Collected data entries

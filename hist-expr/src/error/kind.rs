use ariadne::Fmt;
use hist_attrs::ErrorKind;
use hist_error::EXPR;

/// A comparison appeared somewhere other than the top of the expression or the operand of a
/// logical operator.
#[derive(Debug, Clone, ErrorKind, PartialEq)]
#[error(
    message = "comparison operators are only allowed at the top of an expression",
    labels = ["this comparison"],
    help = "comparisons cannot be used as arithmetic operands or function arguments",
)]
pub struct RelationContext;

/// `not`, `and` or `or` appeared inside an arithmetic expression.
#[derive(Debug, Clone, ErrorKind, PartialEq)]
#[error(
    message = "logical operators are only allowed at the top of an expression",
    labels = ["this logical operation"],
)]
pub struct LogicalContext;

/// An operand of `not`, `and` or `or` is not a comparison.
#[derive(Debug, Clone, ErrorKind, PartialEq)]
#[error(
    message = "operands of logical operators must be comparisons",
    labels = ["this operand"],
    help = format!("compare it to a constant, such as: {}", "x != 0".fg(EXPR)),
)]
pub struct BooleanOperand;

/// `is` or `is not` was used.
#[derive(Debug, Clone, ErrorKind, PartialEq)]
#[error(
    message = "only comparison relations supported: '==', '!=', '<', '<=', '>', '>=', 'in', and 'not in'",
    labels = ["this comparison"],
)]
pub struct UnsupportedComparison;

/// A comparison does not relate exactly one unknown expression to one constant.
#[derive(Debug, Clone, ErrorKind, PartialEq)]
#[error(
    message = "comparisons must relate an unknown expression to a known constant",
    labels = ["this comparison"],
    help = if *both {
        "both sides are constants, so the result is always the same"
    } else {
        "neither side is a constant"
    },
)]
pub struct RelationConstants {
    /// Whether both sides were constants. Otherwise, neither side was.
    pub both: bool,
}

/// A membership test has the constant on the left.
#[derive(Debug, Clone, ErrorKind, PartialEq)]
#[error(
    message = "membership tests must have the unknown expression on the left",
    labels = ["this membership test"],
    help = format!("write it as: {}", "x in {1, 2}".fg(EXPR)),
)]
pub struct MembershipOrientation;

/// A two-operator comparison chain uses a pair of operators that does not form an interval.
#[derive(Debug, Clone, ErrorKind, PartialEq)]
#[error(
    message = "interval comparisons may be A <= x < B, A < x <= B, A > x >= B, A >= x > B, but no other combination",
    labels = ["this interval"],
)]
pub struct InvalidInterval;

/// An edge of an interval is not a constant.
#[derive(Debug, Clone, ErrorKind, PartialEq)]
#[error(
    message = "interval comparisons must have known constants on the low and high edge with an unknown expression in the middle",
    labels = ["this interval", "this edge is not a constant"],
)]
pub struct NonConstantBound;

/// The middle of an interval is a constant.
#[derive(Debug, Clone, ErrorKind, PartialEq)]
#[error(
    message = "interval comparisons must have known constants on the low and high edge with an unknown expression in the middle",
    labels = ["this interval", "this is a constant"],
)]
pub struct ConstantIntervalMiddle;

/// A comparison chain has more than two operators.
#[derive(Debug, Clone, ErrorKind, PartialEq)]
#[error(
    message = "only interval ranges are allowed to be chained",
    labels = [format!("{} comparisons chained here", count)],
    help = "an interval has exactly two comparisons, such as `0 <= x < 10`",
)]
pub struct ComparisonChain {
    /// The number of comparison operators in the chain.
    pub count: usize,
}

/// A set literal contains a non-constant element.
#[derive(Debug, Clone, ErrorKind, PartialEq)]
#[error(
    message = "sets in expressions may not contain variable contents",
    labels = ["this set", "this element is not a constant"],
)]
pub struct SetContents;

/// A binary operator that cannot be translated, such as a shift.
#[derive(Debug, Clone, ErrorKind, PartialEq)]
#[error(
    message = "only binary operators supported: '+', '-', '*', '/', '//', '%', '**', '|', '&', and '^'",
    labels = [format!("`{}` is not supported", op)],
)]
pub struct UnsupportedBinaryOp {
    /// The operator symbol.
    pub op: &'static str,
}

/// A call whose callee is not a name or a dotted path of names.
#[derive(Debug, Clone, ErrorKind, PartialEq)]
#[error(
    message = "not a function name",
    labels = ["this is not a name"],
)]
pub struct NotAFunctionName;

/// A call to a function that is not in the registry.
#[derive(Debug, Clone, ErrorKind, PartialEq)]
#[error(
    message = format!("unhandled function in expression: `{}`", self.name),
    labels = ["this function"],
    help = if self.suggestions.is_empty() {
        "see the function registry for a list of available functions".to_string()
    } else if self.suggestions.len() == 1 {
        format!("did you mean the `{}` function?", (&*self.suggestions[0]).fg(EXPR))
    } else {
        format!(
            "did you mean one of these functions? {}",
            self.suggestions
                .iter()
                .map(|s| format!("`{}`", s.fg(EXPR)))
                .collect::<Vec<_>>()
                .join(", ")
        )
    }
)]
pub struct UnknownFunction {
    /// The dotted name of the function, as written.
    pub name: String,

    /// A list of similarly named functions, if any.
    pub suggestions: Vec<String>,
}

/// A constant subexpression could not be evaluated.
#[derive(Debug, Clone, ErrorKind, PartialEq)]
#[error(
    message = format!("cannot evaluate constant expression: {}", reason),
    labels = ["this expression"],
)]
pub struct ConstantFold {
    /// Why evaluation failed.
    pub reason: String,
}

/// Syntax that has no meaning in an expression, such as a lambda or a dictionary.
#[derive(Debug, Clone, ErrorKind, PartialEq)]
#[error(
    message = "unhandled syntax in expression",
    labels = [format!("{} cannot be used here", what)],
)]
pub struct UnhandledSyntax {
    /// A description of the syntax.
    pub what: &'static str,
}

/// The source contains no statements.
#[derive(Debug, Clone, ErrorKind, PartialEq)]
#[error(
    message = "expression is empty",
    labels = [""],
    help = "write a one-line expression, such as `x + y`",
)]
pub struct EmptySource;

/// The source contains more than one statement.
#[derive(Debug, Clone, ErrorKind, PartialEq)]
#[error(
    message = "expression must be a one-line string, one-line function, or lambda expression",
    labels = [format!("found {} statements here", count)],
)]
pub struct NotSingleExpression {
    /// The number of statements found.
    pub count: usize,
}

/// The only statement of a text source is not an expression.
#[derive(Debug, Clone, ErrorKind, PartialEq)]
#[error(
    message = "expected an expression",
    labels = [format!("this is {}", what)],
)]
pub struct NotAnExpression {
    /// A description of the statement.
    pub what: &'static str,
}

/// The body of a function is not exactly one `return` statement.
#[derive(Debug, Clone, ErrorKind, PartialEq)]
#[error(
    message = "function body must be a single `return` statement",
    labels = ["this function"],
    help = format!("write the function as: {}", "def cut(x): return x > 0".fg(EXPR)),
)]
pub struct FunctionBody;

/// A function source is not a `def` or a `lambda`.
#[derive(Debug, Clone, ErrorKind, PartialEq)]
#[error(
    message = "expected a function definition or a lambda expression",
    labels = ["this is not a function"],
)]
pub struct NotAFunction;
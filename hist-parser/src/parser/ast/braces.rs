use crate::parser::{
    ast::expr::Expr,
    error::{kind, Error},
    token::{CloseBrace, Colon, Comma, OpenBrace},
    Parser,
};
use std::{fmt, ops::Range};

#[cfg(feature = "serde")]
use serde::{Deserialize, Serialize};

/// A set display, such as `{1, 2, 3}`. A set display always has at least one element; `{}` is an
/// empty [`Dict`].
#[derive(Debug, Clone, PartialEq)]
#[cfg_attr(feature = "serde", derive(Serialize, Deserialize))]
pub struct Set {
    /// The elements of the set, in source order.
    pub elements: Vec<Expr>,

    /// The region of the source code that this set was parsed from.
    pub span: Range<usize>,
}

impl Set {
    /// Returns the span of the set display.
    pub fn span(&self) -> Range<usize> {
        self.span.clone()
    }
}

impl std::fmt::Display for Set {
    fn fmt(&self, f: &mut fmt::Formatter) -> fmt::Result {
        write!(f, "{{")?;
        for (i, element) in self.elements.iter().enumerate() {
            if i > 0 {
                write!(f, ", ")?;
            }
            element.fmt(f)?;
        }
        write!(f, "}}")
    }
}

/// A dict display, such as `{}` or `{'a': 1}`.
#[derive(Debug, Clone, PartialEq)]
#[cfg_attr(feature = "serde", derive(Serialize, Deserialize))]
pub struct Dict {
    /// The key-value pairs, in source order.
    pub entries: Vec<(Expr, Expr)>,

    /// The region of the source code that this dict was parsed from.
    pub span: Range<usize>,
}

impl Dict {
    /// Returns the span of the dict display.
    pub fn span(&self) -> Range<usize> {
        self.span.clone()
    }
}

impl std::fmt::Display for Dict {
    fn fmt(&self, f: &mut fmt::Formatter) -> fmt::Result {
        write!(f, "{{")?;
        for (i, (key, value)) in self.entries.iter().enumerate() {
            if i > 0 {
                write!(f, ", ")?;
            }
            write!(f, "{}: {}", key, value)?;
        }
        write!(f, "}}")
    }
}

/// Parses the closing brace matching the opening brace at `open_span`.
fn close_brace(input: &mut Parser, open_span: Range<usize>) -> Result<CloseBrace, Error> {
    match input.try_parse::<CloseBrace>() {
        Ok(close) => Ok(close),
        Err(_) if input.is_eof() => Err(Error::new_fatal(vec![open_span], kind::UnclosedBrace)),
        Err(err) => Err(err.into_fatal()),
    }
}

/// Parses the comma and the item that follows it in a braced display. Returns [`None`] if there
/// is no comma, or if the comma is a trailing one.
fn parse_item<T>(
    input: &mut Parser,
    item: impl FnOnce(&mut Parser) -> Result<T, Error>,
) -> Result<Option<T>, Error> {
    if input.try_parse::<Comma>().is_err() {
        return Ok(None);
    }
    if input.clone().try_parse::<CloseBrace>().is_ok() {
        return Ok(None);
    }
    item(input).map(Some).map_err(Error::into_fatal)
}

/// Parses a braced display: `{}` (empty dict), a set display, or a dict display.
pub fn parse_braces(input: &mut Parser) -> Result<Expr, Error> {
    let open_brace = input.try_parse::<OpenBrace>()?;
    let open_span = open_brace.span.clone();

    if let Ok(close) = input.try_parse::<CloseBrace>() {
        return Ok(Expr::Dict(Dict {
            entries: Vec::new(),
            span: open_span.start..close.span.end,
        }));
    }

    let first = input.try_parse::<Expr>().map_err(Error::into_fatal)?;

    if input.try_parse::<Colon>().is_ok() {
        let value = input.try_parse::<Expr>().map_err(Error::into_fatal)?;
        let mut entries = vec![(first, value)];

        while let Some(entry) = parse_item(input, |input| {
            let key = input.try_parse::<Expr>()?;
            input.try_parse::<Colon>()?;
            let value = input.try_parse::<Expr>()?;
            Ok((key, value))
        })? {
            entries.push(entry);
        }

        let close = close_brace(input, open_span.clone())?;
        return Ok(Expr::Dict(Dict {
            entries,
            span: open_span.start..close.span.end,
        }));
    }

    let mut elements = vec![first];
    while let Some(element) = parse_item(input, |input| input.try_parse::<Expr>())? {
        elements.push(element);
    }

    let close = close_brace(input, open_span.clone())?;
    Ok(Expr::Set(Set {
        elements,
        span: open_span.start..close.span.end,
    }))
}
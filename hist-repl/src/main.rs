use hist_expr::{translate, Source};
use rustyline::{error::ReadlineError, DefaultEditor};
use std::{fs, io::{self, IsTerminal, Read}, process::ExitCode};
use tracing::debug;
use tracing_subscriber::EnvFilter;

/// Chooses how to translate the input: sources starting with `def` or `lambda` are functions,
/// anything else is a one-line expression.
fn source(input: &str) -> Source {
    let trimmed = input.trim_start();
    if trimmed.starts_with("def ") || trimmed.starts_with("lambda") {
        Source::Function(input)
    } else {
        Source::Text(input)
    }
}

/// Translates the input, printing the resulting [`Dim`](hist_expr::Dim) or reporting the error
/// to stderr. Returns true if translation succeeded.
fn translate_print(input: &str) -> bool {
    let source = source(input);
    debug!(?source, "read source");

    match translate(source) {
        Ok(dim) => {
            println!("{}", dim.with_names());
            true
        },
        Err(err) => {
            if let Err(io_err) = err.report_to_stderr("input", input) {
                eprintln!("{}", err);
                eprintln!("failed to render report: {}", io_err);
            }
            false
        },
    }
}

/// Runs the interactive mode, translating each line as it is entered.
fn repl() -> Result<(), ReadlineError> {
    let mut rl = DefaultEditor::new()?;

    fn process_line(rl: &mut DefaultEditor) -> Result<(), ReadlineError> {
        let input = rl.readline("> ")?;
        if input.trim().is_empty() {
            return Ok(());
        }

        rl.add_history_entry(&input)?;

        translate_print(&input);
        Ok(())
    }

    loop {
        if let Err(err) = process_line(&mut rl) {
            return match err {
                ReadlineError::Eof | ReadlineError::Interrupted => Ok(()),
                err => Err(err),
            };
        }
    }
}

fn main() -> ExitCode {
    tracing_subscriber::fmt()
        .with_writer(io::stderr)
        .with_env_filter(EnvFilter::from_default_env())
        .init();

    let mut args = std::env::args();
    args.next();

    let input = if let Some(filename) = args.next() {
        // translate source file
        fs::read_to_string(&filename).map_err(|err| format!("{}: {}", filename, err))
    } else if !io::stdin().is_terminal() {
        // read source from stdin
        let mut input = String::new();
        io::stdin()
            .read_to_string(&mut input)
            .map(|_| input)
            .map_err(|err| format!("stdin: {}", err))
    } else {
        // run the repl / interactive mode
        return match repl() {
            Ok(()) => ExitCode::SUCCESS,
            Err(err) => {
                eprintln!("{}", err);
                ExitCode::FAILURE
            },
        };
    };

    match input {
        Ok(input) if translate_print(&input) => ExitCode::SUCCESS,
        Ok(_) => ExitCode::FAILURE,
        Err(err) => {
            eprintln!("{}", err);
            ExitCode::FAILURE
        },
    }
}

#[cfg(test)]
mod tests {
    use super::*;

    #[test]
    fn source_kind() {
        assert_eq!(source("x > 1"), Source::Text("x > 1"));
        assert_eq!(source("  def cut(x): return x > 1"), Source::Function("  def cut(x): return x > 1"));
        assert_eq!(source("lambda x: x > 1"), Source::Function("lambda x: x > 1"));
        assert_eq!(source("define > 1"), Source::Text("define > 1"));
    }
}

DIRECTIONS FOR THIS TASK: Could you copy every line from the records that has "args" in it?

RESPONSE BELOW:
    let mut args = std::env::args();
    args.next();
    let input = if let Some(filename) = args.next() {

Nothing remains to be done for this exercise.